## SUPPLIED RECORDS:

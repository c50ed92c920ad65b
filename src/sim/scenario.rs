//! Driving scenarios

use std::fmt;
use std::str::FromStr;

use serde::{Deserialize, Serialize};

/// Named driving context. Selects which violation rules apply.
#[derive(Debug, Clone, Copy, PartialEq, Eq, Hash, Default, Serialize, Deserialize)]
#[serde(rename_all = "snake_case")]
pub enum Scenario {
    #[default]
    Highway,
    Intersection,
    /// Older clients still send `parking_lot`
    #[serde(alias = "parking_lot")]
    Parking,
}

impl Scenario {
    pub const ALL: [Scenario; 3] = [Self::Highway, Self::Intersection, Self::Parking];

    pub fn as_str(self) -> &'static str {
        match self {
            Self::Highway => "highway",
            Self::Intersection => "intersection",
            Self::Parking => "parking",
        }
    }
}

impl fmt::Display for Scenario {
    fn fmt(&self, f: &mut fmt::Formatter<'_>) -> fmt::Result {
        f.write_str(self.as_str())
    }
}

#[derive(Debug, thiserror::Error)]
#[error("Unknown scenario: {0}")]
pub struct UnknownScenario(pub String);

impl FromStr for Scenario {
    type Err = UnknownScenario;

    fn from_str(s: &str) -> Result<Self, Self::Err> {
        let name = s.trim().to_ascii_lowercase();
        if name == "parking_lot" {
            return Ok(Self::Parking);
        }
        Self::ALL
            .into_iter()
            .find(|scene| scene.as_str() == name)
            .ok_or(UnknownScenario(name))
    }
}
//! Simulation server lifecycle: start everything, stop everything

use std::net::SocketAddr;
use std::sync::Arc;
use std::time::Duration;

use tokio::net::TcpListener;
use tokio::sync::watch;
use tokio::task::JoinHandle;
use tracing::{debug, error, info, warn};

use crate::config::Config;
use crate::feedback::{
    narrator_from_config, spawn_worker, EventLog, FeedbackDispatcher, Narrator,
    FEEDBACK_QUEUE_CAPACITY,
};
use crate::http::build_router;
use crate::sim::Simulation;
use crate::telemetry::{spawn_reader, SharedTelemetry};
use crate::ws::registry::ConnectionRegistry;

use super::AppState;

/// Longest wait for each background task during `stop`
pub const STOP_TIMEOUT: Duration = Duration::from_secs(2);

/// A running server. Dropping it without `stop` leaves the tasks running.
pub struct SimulationServer {
    local_addr: SocketAddr,
    state: AppState,
    shutdown_tx: watch::Sender<bool>,
    sim_task: JoinHandle<()>,
    http_task: JoinHandle<std::io::Result<()>>,
    feedback_task: JoinHandle<()>,
    telemetry_task: Option<JoinHandle<()>>,
}

impl SimulationServer {
    /// Start with the narrator chosen by `config`
    pub async fn start(config: Config) -> Result<Self, ServerError> {
        let narrator = narrator_from_config(&config);
        Self::start_with_narrator(config, narrator).await
    }

    /// Bind, open telemetry, then spawn the feedback worker, the tick loop
    /// and the HTTP server. Only a bind failure is fatal.
    pub async fn start_with_narrator(
        config: Config,
        narrator: Arc<dyn Narrator>,
    ) -> Result<Self, ServerError> {
        let listener = TcpListener::bind(config.server_addr)
            .await
            .map_err(|e| ServerError::Bind(config.server_addr, e))?;
        let local_addr = listener
            .local_addr()
            .map_err(|e| ServerError::Bind(config.server_addr, e))?;

        let (telemetry, telemetry_task) = match &config.telemetry_source {
            Some(source) => {
                let shared = Arc::new(SharedTelemetry::new());
                let task = match source.open().await {
                    Ok(reader) => {
                        info!(source = %source, "Telemetry source opened");
                        Some(spawn_reader(reader, shared.clone()))
                    }
                    Err(e) => {
                        error!(source = %source, error = %e, "Telemetry unavailable, manual control only");
                        None
                    }
                };
                (Some(shared), task)
            }
            None => (None, None),
        };

        let registry = Arc::new(ConnectionRegistry::new());
        let (feedback_tx, feedback_task) = spawn_worker(
            EventLog::new(config.event_log_dir.clone()),
            FeedbackDispatcher::new(narrator),
            FEEDBACK_QUEUE_CAPACITY,
        );

        let (simulation, handle) = Simulation::new(
            config.simulation_settings(),
            registry.clone(),
            telemetry.clone(),
            feedback_tx,
        );
        let (shutdown_tx, shutdown_rx) = watch::channel(false);
        let sim_task = tokio::spawn(simulation.run(shutdown_rx.clone()));

        let state = AppState::new(config, registry, handle, telemetry);
        let router = build_router(state.clone());
        let mut http_shutdown = shutdown_rx;
        let http_task = tokio::spawn(async move {
            axum::serve(listener, router)
                .with_graceful_shutdown(async move {
                    let _ = http_shutdown.wait_for(|stop| *stop).await;
                })
                .await
        });

        info!("Server listening on {}", local_addr);
        info!("Health check: http://{}/health", local_addr);
        info!("WebSocket endpoint: ws://{}/ws", local_addr);

        Ok(Self {
            local_addr,
            state,
            shutdown_tx,
            sim_task,
            http_task,
            feedback_task,
            telemetry_task,
        })
    }

    pub fn local_addr(&self) -> SocketAddr {
        self.local_addr
    }

    pub fn state(&self) -> &AppState {
        &self.state
    }

    /// Stop the tick loop, close every client, then wind down the HTTP
    /// server, the feedback worker and the telemetry reader.
    pub async fn stop(self) {
        info!("Stopping simulation server");
        let _ = self.shutdown_tx.send(true);

        join_bounded("simulation loop", self.sim_task).await;
        self.state.registry.close_all();
        join_bounded("http server", self.http_task).await;
        join_bounded("feedback worker", self.feedback_task).await;

        if let Some(task) = self.telemetry_task {
            task.abort();
        }
        if let Some(telemetry) = &self.state.telemetry {
            telemetry.set_connected(false);
        }

        info!("Server shutdown complete");
    }
}

/// Await `task` for up to `STOP_TIMEOUT`, aborting it after that
pub(crate) async fn join_bounded<T>(name: &str, mut task: JoinHandle<T>) {
    match tokio::time::timeout(STOP_TIMEOUT, &mut task).await {
        Ok(Ok(_)) => debug!(task = name, "Task finished"),
        Ok(Err(e)) => warn!(task = name, error = %e, "Task ended abnormally"),
        Err(_) => {
            warn!(task = name, "Task did not stop in time, aborting");
            task.abort();
        }
    }
}

/// Server errors
#[derive(Debug, thiserror::Error)]
pub enum ServerError {
    #[error("Failed to bind {0}: {1}")]
    Bind(SocketAddr, #[source] std::io::Error),
}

## TASK STATEMENT:
In the entries above, some lines hold the string "tick". Copy each of them.

## WRITTEN RESPONSE:
    /// Bind, open telemetry, then spawn the feedback worker, the tick loop
    /// Stop the tick loop, close every client, then wind down the HTTP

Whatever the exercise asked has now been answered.